Reputation: 21
I am learning python and pandas via Wes McKinney's Python for Data Analysis. One of the examples in Chapter 2 is a merge of MovieLens data on movie_id that is not working. I think the issue is that in ratings the movie_id is an int64 and in movies it is an object. The merge returns an empty data frame.
I have read some of the previous posts on pandas and automatic data type assignment and found the dtype in pandas.io.parsers.read_table documentation but cant get the type to change.
The original code:
mnames = ['movie_id', 'title', 'genres']
movies = pd.read_table('ch02/movielens/movies.dat', sep='::', header=None, names=mnames)
And what my research indicated what should work:
movies = pd.read_table('ch02/movielens/movies.dat', sep='::', header=None, names=mnames, dtype={'movie_id':np.int64})
Unfortunately, the type isn't changed and the merge still returns an empty set.
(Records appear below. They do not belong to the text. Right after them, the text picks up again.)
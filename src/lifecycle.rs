//! Punishment lifecycle: pending -> evaluation -> completed, with reject
//! sending an item back to pending.
//!
//! Everything here is a pure transformation. Persisting the result is up to
//! [`crate::mood::MoodRepository`].

use std::fmt;
use std::str::FromStr;
use thiserror::Error;

use crate::models::{EvaluationDetails, Mood, MoodEntry, Punishment, PunishmentRecord, PunishmentStatus};

#[derive(Debug, Error, PartialEq, Eq)]
pub enum LifecycleError {
    #[error("Invalid punishment action '{0}' (expected submit, approve or reject)")]
    InvalidAction(String),
}

#[derive(Debug, Clone, Copy, PartialEq, Eq)]
pub enum PunishmentAction {
    Submit,
    Approve,
    Reject,
}

impl FromStr for PunishmentAction {
    type Err = LifecycleError;

    fn from_str(s: &str) -> Result<Self, Self::Err> {
        match s.trim().to_ascii_lowercase().as_str() {
            "submit" => Ok(PunishmentAction::Submit),
            "approve" => Ok(PunishmentAction::Approve),
            "reject" => Ok(PunishmentAction::Reject),
            _ => Err(LifecycleError::InvalidAction(s.to_string())),
        }
    }
}

impl fmt::Display for PunishmentAction {
    fn fmt(&self, f: &mut fmt::Formatter<'_>) -> fmt::Result {
        f.write_str(match self {
            PunishmentAction::Submit => "submit",
            PunishmentAction::Approve => "approve",
            PunishmentAction::Reject => "reject",
        })
    }
}

/// Compute the next state of a punishment for `action`
pub fn apply_action(punishment: &Punishment, action: PunishmentAction) -> Punishment {
    let status = match action {
        PunishmentAction::Submit => PunishmentStatus::Evaluation,
        PunishmentAction::Approve => PunishmentStatus::Completed,
        PunishmentAction::Reject => PunishmentStatus::Pending,
    };
    Punishment { status, ..punishment.clone() }
}

/// Submit for evaluation, recording what was learned.
/// Blank learnings clear any previous details.
pub fn submit_with_learnings(punishment: &Punishment, learnings: Option<&str>) -> Punishment {
    let mut next = apply_action(punishment, PunishmentAction::Submit);
    next.evaluation_details = learnings
        .map(str::trim)
        .filter(|l| !l.is_empty())
        .map(|l| EvaluationDetails { learnings: l.to_string() });
    next
}

/// Checkbox behaviour: completed items go back to pending, anything else is approved
pub fn toggle(punishment: &Punishment) -> Punishment {
    if punishment.completed() {
        apply_action(punishment, PunishmentAction::Reject)
    } else {
        apply_action(punishment, PunishmentAction::Approve)
    }
}

/// Derived completion of a parent entry.
///
/// An entry without punishments keeps whatever flag it was stored with.
pub fn derive_entry_completion(punishments: &[Punishment], stored: bool) -> bool {
    if punishments.is_empty() {
        return stored;
    }
    punishments.iter().all(Punishment::completed)
}

/// Bucket for a stored punishment. The completed flag dominates the status field.
pub fn classify(record: &PunishmentRecord) -> PunishmentStatus {
    if record.completed {
        PunishmentStatus::Completed
    } else {
        record.status.unwrap_or_default()
    }
}

/// A punishment together with the entry it belongs to
#[derive(Debug, Clone, PartialEq)]
pub struct TrackedPunishment {
    pub entry_id: String,
    pub mood: Mood,
    pub event: String,
    pub created_at: String,
    pub punishment: Punishment,
}

#[derive(Debug, Clone, Default, PartialEq)]
pub struct PunishmentBuckets {
    pub pending: Vec<TrackedPunishment>,
    pub evaluation: Vec<TrackedPunishment>,
    pub completed: Vec<TrackedPunishment>,
}

impl PunishmentBuckets {
    pub fn bucket(&self, status: PunishmentStatus) -> &[TrackedPunishment] {
        match status {
            PunishmentStatus::Pending => &self.pending,
            PunishmentStatus::Evaluation => &self.evaluation,
            PunishmentStatus::Completed => &self.completed,
        }
    }

    pub fn stats(&self) -> PunishmentStats {
        PunishmentStats {
            total: self.pending.len() + self.evaluation.len() + self.completed.len(),
            pending: self.pending.len(),
            in_evaluation: self.evaluation.len(),
            completed: self.completed.len(),
        }
    }
}

/// Split every punishment of every entry into exactly one bucket
pub fn partition<'a>(entries: impl IntoIterator<Item = &'a MoodEntry>) -> PunishmentBuckets {
    let mut buckets = PunishmentBuckets::default();
    for entry in entries {
        for punishment in entry.punishments() {
            let tracked = TrackedPunishment {
                entry_id: entry.id.clone(),
                mood: entry.mood,
                event: entry.event.clone(),
                created_at: entry.created_at.clone(),
                punishment: punishment.clone(),
            };
            match punishment.status {
                PunishmentStatus::Pending => buckets.pending.push(tracked),
                PunishmentStatus::Evaluation => buckets.evaluation.push(tracked),
                PunishmentStatus::Completed => buckets.completed.push(tracked),
            }
        }
    }
    buckets
}

#[derive(Debug, Clone, Copy, Default, PartialEq, Eq)]
pub struct PunishmentStats {
    pub total: usize,
    pub pending: usize,
    pub in_evaluation: usize,
    pub completed: usize,
}

impl PunishmentStats {
    /// Completed share as a rounded percentage, 0 when there is nothing to do
    pub fn completion_rate(&self) -> u8 {
        crate::utils::rounded_percent(self.completed, self.total)
    }

    /// Everything that is not completed yet, evaluation included
    pub fn outstanding(&self) -> usize {
        self.total - self.completed
    }
}

#[cfg(test)]
mod tests {
    use super::*;

    fn with_status(status: PunishmentStatus) -> Punishment {
        Punishment { status, ..Punishment::new("0", "apologize") }
    }

    fn all_states() -> Vec<Punishment> {
        vec![
            with_status(PunishmentStatus::Pending),
            with_status(PunishmentStatus::Evaluation),
            with_status(PunishmentStatus::Completed),
        ]
    }

    #[test]
    fn submit_moves_to_evaluation() {
        let next = apply_action(&Punishment::new("0", "apologize"), PunishmentAction::Submit);
        assert_eq!(next.status, PunishmentStatus::Evaluation);
        assert!(!next.completed());
    }

    #[test]
    fn approve_always_completes() {
        for p in all_states() {
            let next = apply_action(&p, PunishmentAction::Approve);
            assert!(next.completed());
            assert_eq!(next.status, PunishmentStatus::Completed);
        }
    }

    #[test]
    fn reject_always_returns_to_pending() {
        for p in all_states() {
            let next = apply_action(&p, PunishmentAction::Reject);
            assert!(!next.completed());
            assert_eq!(next.status, PunishmentStatus::Pending);
        }
    }

    #[test]
    fn approve_is_idempotent() {
        for p in all_states() {
            let once = apply_action(&p, PunishmentAction::Approve);
            assert_eq!(apply_action(&once, PunishmentAction::Approve), once);
        }
    }

    #[test]
    fn unknown_action_is_rejected() {
        assert_eq!(
            "forgive".parse::<PunishmentAction>(),
            Err(LifecycleError::InvalidAction("forgive".to_string()))
        );
        assert_eq!(" Approve ".parse::<PunishmentAction>(), Ok(PunishmentAction::Approve));
    }

    #[test]
    fn learnings_are_kept_only_when_present() {
        let p = Punishment::new("0", "apologize");
        let next = submit_with_learnings(&p, Some("  listen first "));
        assert_eq!(next.status, PunishmentStatus::Evaluation);
        assert_eq!(next.evaluation_details.unwrap().learnings, "listen first");
        assert!(submit_with_learnings(&p, Some("   ")).evaluation_details.is_none());
    }

    #[test]
    fn toggle_flips_completion() {
        let p = Punishment::new("0", "apologize");
        let done = toggle(&p);
        assert!(done.completed());
        assert_eq!(toggle(&done).status, PunishmentStatus::Pending);
    }

    #[test]
    fn entry_completion_requires_every_punishment() {
        let done = with_status(PunishmentStatus::Completed);
        let waiting = with_status(PunishmentStatus::Evaluation);
        assert!(derive_entry_completion(&[done.clone(), done.clone()], false));
        assert!(!derive_entry_completion(&[done, waiting], true));
    }

    #[test]
    fn entry_without_punishments_keeps_stored_flag() {
        assert!(!derive_entry_completion(&[], false));
        assert!(derive_entry_completion(&[], true));
    }

    #[test]
    fn classify_defaults_missing_status_to_pending() {
        let record = PunishmentRecord {
            id: "0".into(),
            text: "apologize".into(),
            completed: false,
            status: None,
            evaluation_details: None,
        };
        assert_eq!(classify(&record), PunishmentStatus::Pending);
        let stale = PunishmentRecord { completed: true, status: Some(PunishmentStatus::Evaluation), ..record };
        assert_eq!(classify(&stale), PunishmentStatus::Completed);
    }

    #[test]
    fn partition_is_disjoint_and_exhaustive() {
        let entry = MoodEntry {
            id: "e1".into(),
            created_at: "2026-03-01T10:00:00Z".into(),
            mood: Mood::Mad,
            event: "forgot anniversary".into(),
            description: None,
            punishments: Some(all_states()),
            completed: Some(false),
            user_id: None,
        };
        let empty = MoodEntry { id: "e2".into(), punishments: None, ..entry.clone() };
        let buckets = partition([&entry, &empty]);
        let stats = buckets.stats();
        assert_eq!(stats.total, 3);
        assert_eq!((stats.pending, stats.in_evaluation, stats.completed), (1, 1, 1));
        assert_eq!(stats.outstanding(), 2);
        assert_eq!(stats.completion_rate(), 33);
        assert!(buckets.completed.iter().all(|t| t.punishment.completed()));
        assert_eq!(buckets.bucket(PunishmentStatus::Evaluation)[0].entry_id, "e1");
    }
}
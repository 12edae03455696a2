//! The I/O collaborators: a row source backed by the Google Sheets API and a
//! delivery sink backed by the Gmail API, each with an in-memory test
//! implementation so the whole program can run without touching Google.

mod gmail;
mod mail_test_client;
mod oauth;
mod sheet;
mod sheet_test_client;

use crate::model::AlertMessage;
use crate::{Config, Result};
use serde::{Deserialize, Serialize};

pub(crate) use mail_test_client::TestMailer;
pub(crate) use oauth::TokenProvider;
pub(crate) use sheet_test_client::TestRowSource;

/// OAuth scopes required by the program: read-only Sheets access to fetch
/// spending rows and Gmail modify access to insert and label the alert.
const OAUTH_SCOPES: &[&str] = &[
    "https://www.googleapis.com/auth/spreadsheets.readonly",
    "https://www.googleapis.com/auth/gmail.modify",
];

/// When this environment variable is set and non-zero in length (and not
/// "0"), the program uses in-memory test clients instead of the Google APIs.
const TEST_MODE_VAR: &str = "SPENDING_ALERT_IN_TEST_MODE";

/// Supplies the raw spending rows for one run.
#[async_trait::async_trait]
pub(crate) trait RowSource {
    /// Fetches the rows of the configured range. Each row is a sequence of
    /// cell strings; an empty result means the sheet had no data.
    async fn fetch(&mut self) -> Result<Vec<Vec<String>>>;
}

/// Delivers a composed alert. The sink owns addressing, transport envelope
/// and delivery; the core's contract ends at handing over the two strings.
#[async_trait::async_trait]
pub(crate) trait Mailer {
    /// Delivers `alert` and returns an identifier for the delivered message.
    async fn deliver(&mut self, alert: &AlertMessage) -> Result<String>;
}

/// Selects between the real Google clients and the in-memory test clients.
#[derive(Debug, Default, Copy, Clone, Eq, PartialEq, Serialize, Deserialize)]
#[serde(rename_all = "snake_case")]
pub enum Mode {
    #[default]
    Google,
    Test,
}

serde_plain::derive_display_from_serialize!(Mode);
serde_plain::derive_fromstr_from_deserialize!(Mode);

impl Mode {
    /// Returns `Mode::Test` when `SPENDING_ALERT_IN_TEST_MODE` is set to a
    /// non-empty, non-"0" value, otherwise `Mode::Google`.
    pub fn from_env() -> Mode {
        match std::env::var(TEST_MODE_VAR) {
            Ok(value) if !value.is_empty() && value != "0" => Mode::Test,
            _ => Mode::Google,
        }
    }
}

/// Creates the row source for `mode`.
pub(crate) async fn row_source(config: &Config, mode: Mode) -> Result<Box<dyn RowSource + Send>> {
    match mode {
        Mode::Google => {
            let token_provider =
                TokenProvider::load(config.client_secret_path(), config.token_path()).await?;
            Ok(Box::new(sheet::GoogleSheet::new(
                config.clone(),
                token_provider,
            )))
        }
        Mode::Test => Ok(Box::new(TestRowSource::default())),
    }
}

/// Creates the delivery sink for `mode`.
pub(crate) async fn mailer(config: &Config, mode: Mode) -> Result<Box<dyn Mailer + Send>> {
    match mode {
        Mode::Google => {
            let token_provider =
                TokenProvider::load(config.client_secret_path(), config.token_path()).await?;
            Ok(Box::new(gmail::GmailMailer::new(
                config.clone(),
                token_provider,
            )))
        }
        Mode::Test => Ok(Box::new(TestMailer::new(
            mail_test_client::outbox_path(config),
        ))),
    }
}
use clap::Parser;
use spending_alert::args::{Args, Command};
use spending_alert::{commands, Config, Mode, Result};
use std::process::ExitCode;
use tracing::{debug, error, trace};
use tracing_subscriber::filter::LevelFilter;
use tracing_subscriber::EnvFilter;

#[tokio::main]
async fn main() -> ExitCode {
    let args = Args::parse();
    let log_level = args.common().log_level();
    init_logger(log_level);
    debug!("Log level set to {}", log_level.to_string().to_lowercase());

    match main_inner(args).await {
        Ok(_) => ExitCode::SUCCESS,
        Err(e) => {
            error!("Exiting with error: {e:#}");
            ExitCode::FAILURE
        }
    }
}

pub async fn main_inner(args: Args) -> Result<()> {
    trace!("{args:?}");
    let home = args.common().alert_home().path();

    // This allows for testing the program without hitting the Google APIs.
    // When SPENDING_ALERT_IN_TEST_MODE is set and non-zero in length, the
    // mode will be Mode::Test, otherwise it will be Mode::Google.
    let mode = Mode::from_env();

    // Route to the appropriate command handler
    let _: () = match args.command() {
        Command::Init(init_args) => commands::init(
            home,
            init_args.client_secret(),
            init_args.sheet_url(),
            init_args.range(),
        )
        .await?
        .print(),

        Command::Auth(auth_args) => {
            let config = Config::load(home).await?;
            if auth_args.verify() {
                commands::auth_verify(&config).await?.print()
            } else {
                commands::auth(&config).await?.print()
            }
        }

        Command::Check(check_args) => {
            let config = Config::load(home).await?;
            commands::check(config, mode, check_args.dry_run())
                .await?
                .print()
        }
    };
    Ok(())
}

/// Initializes the tracing subscriber.
pub fn init_logger(level: LevelFilter) {
    let filter = match std::env::var("RUST_LOG").ok() {
        Some(_) => {
            // RUST_LOG exists; use it.
            EnvFilter::from_default_env()
        }
        None => {
            // RUST_LOG does not exist; use default log level for this crate only.
            EnvFilter::new(format!(
                "{}={},{}={}",
                env!("CARGO_CRATE_NAME"),
                level,
                env!("CARGO_BIN_NAME"),
                level
            ))
        }
    };

    tracing_subscriber::fmt()
        .with_env_filter(filter)
        .with_writer(std::io::stderr)
        .init();
}
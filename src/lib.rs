mod api;
pub mod args;
pub mod commands;
mod config;
mod error;
pub mod model;
mod utils;

pub use api::Mode;
pub use config::Config;
pub use error::Error;
pub use error::Result;
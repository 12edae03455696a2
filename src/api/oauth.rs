//! OAuth 2.0 authentication for the Google APIs.
//!
//! This module handles:
//! - Loading OAuth client credentials from client_secret.json
//! - Running the OAuth consent flow with a local callback server
//! - Managing access and refresh tokens in token.json
//! - Silent token refresh when expired

use crate::api::OAUTH_SCOPES;
use crate::Result;
use anyhow::{bail, Context};
use std::path::PathBuf;
use tracing::{debug, info};

const OAUTH_CALLBACK_PORT: u16 = 3030;

/// Provides access tokens for the Google APIs. Holds the paths to the client
/// credentials and the persisted token file; the yup-oauth2 authenticator is
/// built per request so that refresh is always based on what is on disk.
pub(crate) struct TokenProvider {
    secret_path: PathBuf,
    token_path: PathBuf,
}

impl TokenProvider {
    /// Runs the complete OAuth consent flow and persists the resulting
    /// tokens.
    ///
    /// This is the only entry point that opens a browser. It:
    /// 1. Loads the OAuth client credentials
    /// 2. Starts a local callback server on localhost
    /// 3. Opens the user's browser to the Google consent page
    /// 4. Exchanges the authorization code for tokens and saves them to
    ///    token.json
    ///
    /// # Errors
    /// Returns an error if any step fails (missing files, network errors,
    /// timeout, etc.)
    pub(crate) async fn initialize(
        secret_path: impl Into<PathBuf>,
        token_path: impl Into<PathBuf>,
    ) -> Result<Self> {
        let provider = Self {
            secret_path: secret_path.into(),
            token_path: token_path.into(),
        };
        info!("Starting OAuth consent flow");
        info!(
            "Local callback server will listen on http://localhost:{OAUTH_CALLBACK_PORT}, \
             if the browser does not open automatically you may need to visit the URL manually"
        );
        let _ = provider.access_token().await?;
        info!("Authorization successful");
        info!("Tokens saved to {}", provider.token_path.display());
        Ok(provider)
    }

    /// Creates a `TokenProvider` from previously persisted tokens. This never
    /// opens a browser; it fails if the consent flow has not been run yet.
    ///
    /// # Errors
    /// Returns an error when either credential file is missing.
    pub(crate) async fn load(
        secret_path: impl Into<PathBuf>,
        token_path: impl Into<PathBuf>,
    ) -> Result<Self> {
        let secret_path = secret_path.into();
        let token_path = token_path.into();
        if !secret_path.is_file() {
            bail!(
                "The OAuth client credentials file is missing '{}', run 'spending-alert init'",
                secret_path.display()
            )
        }
        if !token_path.is_file() {
            bail!(
                "The OAuth token file is missing '{}', run 'spending-alert auth'",
                token_path.display()
            )
        }
        Ok(Self {
            secret_path,
            token_path,
        })
    }

    /// Returns a valid access token, refreshing silently if needed.
    ///
    /// yup-oauth2 checks whether the cached token is near expiration and
    /// refreshes it with the refresh token without browser interaction.
    pub(crate) async fn access_token(&self) -> Result<String> {
        let secret = yup_oauth2::read_application_secret(&self.secret_path)
            .await
            .with_context(|| {
                format!(
                    "Failed to read OAuth client credentials at {}",
                    self.secret_path.display()
                )
            })?;
        let auth = yup_oauth2::InstalledFlowAuthenticator::builder(
            secret,
            yup_oauth2::InstalledFlowReturnMethod::HTTPPortRedirect(OAUTH_CALLBACK_PORT),
        )
        .persist_tokens_to_disk(&self.token_path)
        .build()
        .await
        .context("Failed to create the OAuth authenticator")?;

        let token = auth
            .token(OAUTH_SCOPES)
            .await
            .context("Failed to obtain a valid OAuth token")?;
        let access_token = token
            .token()
            .context("The OAuth response did not contain an access token")?;
        debug!("Obtained an access token");
        Ok(access_token.to_string())
    }
}
//! Per-category spending limits loaded from `limits.json`.

use crate::model::SpendingReport;
use serde::{Deserialize, Serialize};
use std::collections::BTreeMap;
use thiserror::Error;

/// Raised when the spending report and the configured limits share no
/// category names. This indicates a configuration mismatch between the sheet
/// and `limits.json`, so both full category sets are reported to aid
/// diagnosis.
#[derive(Debug, Error)]
#[error(
    "no limited category found among spending categories\n\
     \tspending categories: {}\n\
     \tlimited categories: {}",
    .spending.join(", "),
    .limits.join(", ")
)]
pub struct NoOverlapError {
    spending: Vec<String>,
    limits: Vec<String>,
}

impl NoOverlapError {
    /// The category names found in the spending data.
    pub fn spending_categories(&self) -> &[String] {
        &self.spending
    }

    /// The category names found in the limits configuration.
    pub fn limited_categories(&self) -> &[String] {
        &self.limits
    }
}

/// A mapping from category name to the maximum allowed spend for one
/// reporting period. Loaded once per run from `limits.json` and never
/// mutated.
///
/// Serializes as a flat JSON object, e.g. `{"Groceries": 400, "Rent": 1200}`.
#[derive(Debug, Clone, Default, PartialEq, Eq, Serialize, Deserialize)]
#[serde(transparent)]
pub struct Limits(BTreeMap<String, i64>);

impl Limits {
    /// The limit configured for `category`, if any.
    pub fn get(&self, category: &str) -> Option<i64> {
        self.0.get(category).copied()
    }

    /// The limited category names, in lexicographic order.
    pub fn categories(&self) -> impl Iterator<Item = &str> {
        self.0.keys().map(String::as_str)
    }

    /// Iterates `(category, limit)` pairs in lexicographic order.
    pub fn iter(&self) -> impl Iterator<Item = (&str, i64)> {
        self.0.iter().map(|(category, limit)| (category.as_str(), *limit))
    }

    /// The number of limited categories.
    pub fn len(&self) -> usize {
        self.0.len()
    }

    /// True when no limits are configured.
    pub fn is_empty(&self) -> bool {
        self.0.is_empty()
    }

    /// Restricts the limits to the categories that also appear in the
    /// spending report.
    ///
    /// # Errors
    /// Returns a [`NoOverlapError`] when the intersection is empty, listing
    /// both full category sets. An empty limits map always produces this
    /// error.
    pub fn restricted_to(&self, spending: &SpendingReport) -> Result<Limits, NoOverlapError> {
        let relevant: BTreeMap<String, i64> = self
            .0
            .iter()
            .filter(|(category, _)| spending.amount(category).is_some())
            .map(|(category, limit)| (category.clone(), *limit))
            .collect();
        if relevant.is_empty() {
            return Err(NoOverlapError {
                spending: spending.categories().map(str::to_string).collect(),
                limits: self.categories().map(str::to_string).collect(),
            });
        }
        Ok(Limits(relevant))
    }
}

impl<S> FromIterator<(S, i64)> for Limits
where
    S: Into<String>,
{
    fn from_iter<I: IntoIterator<Item = (S, i64)>>(iter: I) -> Self {
        Limits(
            iter.into_iter()
                .map(|(category, limit)| (category.into(), limit))
                .collect(),
        )
    }
}
use crate::Result;
use anyhow::Context;
use serde::de::DeserializeOwned;
use std::path::{Path, PathBuf};

/// Write a file.
pub(crate) async fn write(path: impl AsRef<Path>, contents: impl AsRef<[u8]>) -> Result<()> {
    let path = path.as_ref();
    tokio::fs::write(path, contents)
        .await
        .context(format!("Unable to write to {}", path.to_string_lossy()))
}

/// Read a file to a `String`.
pub(crate) async fn read(path: &Path) -> Result<String> {
    tokio::fs::read_to_string(path)
        .await
        .with_context(|| format!("Failed to read file at {}", path.display()))
}

/// Deserialize a JSON file into type `T`.
pub(crate) async fn deserialize<T>(path: &Path) -> Result<T>
where
    T: DeserializeOwned,
{
    let content = read(path).await?;
    serde_json::from_str(&content)
        .with_context(|| format!("Failed to parse JSON file at {}", path.display()))
}

/// Basically move a file. Renames `from` -> `to`.
pub(crate) async fn rename(from: impl AsRef<Path>, to: impl AsRef<Path>) -> Result<()> {
    tokio::fs::rename(from.as_ref(), to.as_ref())
        .await
        .with_context(|| {
            format!(
                "Unable to move file from '{}' to '{}'",
                from.as_ref().to_string_lossy(),
                to.as_ref().to_string_lossy()
            )
        })
}

/// Create a directory and any missing parents.
pub(crate) async fn make_dir(path: impl AsRef<Path>) -> Result<()> {
    let path = path.as_ref();
    tokio::fs::create_dir_all(path)
        .await
        .with_context(|| format!("Unable to create directory '{}'", path.display()))
}

/// Canonicalize a path, which also verifies that it exists.
pub(crate) async fn canonicalize(path: impl AsRef<Path>) -> Result<PathBuf> {
    let path = path.as_ref();
    tokio::fs::canonicalize(path)
        .await
        .with_context(|| format!("Unable to canonicalize path '{}'", path.display()))
}

/// Open a directory for reading, which also verifies that it exists.
pub(crate) async fn read_dir(path: impl AsRef<Path>) -> Result<tokio::fs::ReadDir> {
    let path = path.as_ref();
    tokio::fs::read_dir(path)
        .await
        .with_context(|| format!("Unable to read directory '{}'", path.display()))
}
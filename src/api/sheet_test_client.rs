//! Implements the very simple `RowSource` trait using in-memory data for
//! testing purposes.
//!
//! Note: this is compiled even in the "production" version of this app so
//! that we can run the whole app, top-to-bottom, without using Google Sheets.

use crate::api::RowSource;
use crate::Result;
use std::io::Cursor;

/// An implementation of the `RowSource` trait that does not use Google
/// Sheets. It can hold any rows in memory and, by default, is seeded with
/// some existing data.
pub(crate) struct TestRowSource {
    rows: Vec<Vec<String>>,
}

impl TestRowSource {
    /// Create a new `TestRowSource` that will return `rows`.
    pub(crate) fn new(rows: Vec<Vec<String>>) -> Self {
        Self { rows }
    }
}

#[async_trait::async_trait]
impl RowSource for TestRowSource {
    async fn fetch(&mut self) -> Result<Vec<Vec<String>>> {
        Ok(self.rows.clone())
    }
}

impl Default for TestRowSource {
    /// Loads seed data from this module.
    fn default() -> Self {
        Self::new(load_csv(SPENDING_DATA).unwrap_or_default())
    }
}

/// Loads rows from a CSV-formatted string.
fn load_csv(csv_data: &str) -> Result<Vec<Vec<String>>> {
    let mut rdr = csv::ReaderBuilder::new()
        .has_headers(false)
        .from_reader(Cursor::new(csv_data.as_bytes()));

    let mut rows: Vec<Vec<String>> = Vec::new();
    for result in rdr.records() {
        let record = result?;
        let row: Vec<String> = record.iter().map(|field| field.to_string()).collect();
        rows.push(row);
    }
    Ok(rows)
}

/// Seed spending data: one month of per-category totals.
const SPENDING_DATA: &str = r##"Month,2025-07
Groceries,420
Coffee Shops,88
Gas & Fuel,150
Restaurants,260
Utilities,310
"##;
I am running pandas 0.10.1
Upvotes: 2
Views: 2403
Reputation: 48682
(Note I haven't looked up the book code, just your post)
First confirm the dtypes:
print ratings_df.dtypes
print movies_df.dtypes
If you find they're different types you could try (let's assume ratings_df.movie_id is object instead of int):
ratings_df.movie_id = ratings_df.movie_id.astype(int)
See if your merge now works.
Upvotes: 2